The HPC environment includes a library of software installed system wide that can be manipulated through the module system. This library generally focuses on providing up to date versions of lower level scientific software dependencies, such as FFTW3, BLAS or SciPy, upon which many higher level software systems rely. Thus, situations arise where a software required for a research task must be installed by the researchers. While the operating system directories of the HPC systems are read-only, there are a surprising number of ways to install software that support batch and interactive work on the cluster. The following guide is meant to outline the different approaches, and when they may be most appropriate, including example commands that can be used as templates or starting points.
Commands are blue
File system paths are red
Variable text (changes relative to task) is underlined
Building software can be intensive, and it is generally better to build in the same environment on a compute node where you expect to run*. For Markov (class cluster), use the appropraite partition (e.g. -p markov_cpu) and class account (e.g. -A csds438)

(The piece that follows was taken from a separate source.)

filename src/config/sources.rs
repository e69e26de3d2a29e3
pub mod environment;
pub mod global_file;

salloc -N 1 -c 4 --mem=4g srun --pty /bin/bash
* An exception is addressed under the R package section where it is sometimes necessary to build on a login node if OpenSSL development files are required.

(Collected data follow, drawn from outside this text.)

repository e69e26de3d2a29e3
//! Tool Configuration
//!
//! Configuration of the `settings` command itself (which section to read, how
//! to log), layered from defaults, the global config file, an explicit file
//! and `SETTINGS_STORE_*` environment variables. This is separate from the
//! settings trees the store manages.

use crate::error::SettingsError;
use crate::logging::LoggingConfig;
use config::{File, FileFormat};
use serde::{Deserialize, Serialize};
use std::path::{Path, PathBuf};
use tracing::debug;

mod merge;
mod sources;

pub use sources::environment::ENV_PREFIX;

/// Root configuration structure
#[derive(Debug, Clone, PartialEq, Serialize, Deserialize)]
pub struct ToolConfig {
    /// Reserved section read from configuration text
    #[serde(default = "default_section")]
    pub section: String,

    /// Logging configuration
    #[serde(default)]
    pub logging: LoggingConfig,
}

fn default_section() -> String {
    crate::ingest::GLOBALS_SECTION.to_string()
}

impl Default for ToolConfig {
    fn default() -> Self {
        Self {
            section: default_section(),
            logging: LoggingConfig::default(),
        }
    }
}

impl ToolConfig {
    pub fn validate(&self) -> Result<(), SettingsError> {
        if self.section.trim().is_empty() {
            return Err(SettingsError::Config("Section name cannot be empty".to_string()));
        }
        if self.section.contains(|c: char| matches!(c, '[' | ']' | '\n')) {
            return Err(SettingsError::Config(format!(
                "Section name {:?} cannot contain brackets or newlines",
                self.section
            )));
        }
        Ok(())
    }
}

/// Loads [`ToolConfig`] from its layered sources.
pub struct ConfigLoader;

impl ConfigLoader {
    /// Path of the global config file, if the platform has a config directory.
    pub fn global_config_path() -> Option<PathBuf> {
        sources::global_file::global_config_path()
    }

    /// Load configuration: defaults, global file, `explicit` file (required when
    /// given), then environment.
    pub fn load(explicit: Option<&Path>) -> Result<ToolConfig, SettingsError> {
        let mut builder = merge::merge_policy::builder_with_defaults()?;
        builder = sources::global_file::add_to_builder(builder)?;

        if let Some(path) = explicit {
            debug!(config_path = %path.display(), "Using explicit configuration file");
            builder = builder.add_source(File::from(path).format(FileFormat::Toml).required(true));
        }

        builder = sources::environment::add_to_builder(builder);

        let config: ToolConfig = builder.build()?.try_deserialize()?;
        config.validate()?;
        Ok(config)
    }

    /// Load configuration from a single TOML file, ignoring every other source.
    pub fn load_from_file(path: &Path) -> Result<ToolConfig, SettingsError> {
        let config: ToolConfig = merge::merge_policy::builder_with_defaults()?
            .add_source(File::from(path).format(FileFormat::Toml).required(true))
            .build()?
            .try_deserialize()?;
        config.validate()?;
        Ok(config)
    }
}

This is particularly important for installing software that is very new, or software that has not had a new release within the last 3 years. We should review any information provided by the software authors to determine what dependencies are missing/satisfied to guide decisions on how best to install the software.
No dependencies or all dependencies satisfied = Try to install directly
Unmet software dependencies = Try to provide dependencies through modules and/or virtual environment
Unmet operating system dependencies = Try to install using container (don’t mix this with modules)
EasyBuild - EasyBuild (EB) is a software build and installation framework that allows you to manage (scientific) software on High Performance Computing (HPC) systems in an efficient way.
Binary Files - The application is distributed in a machine readable form that is invoked directly on the command line (like typing ls in the terminal)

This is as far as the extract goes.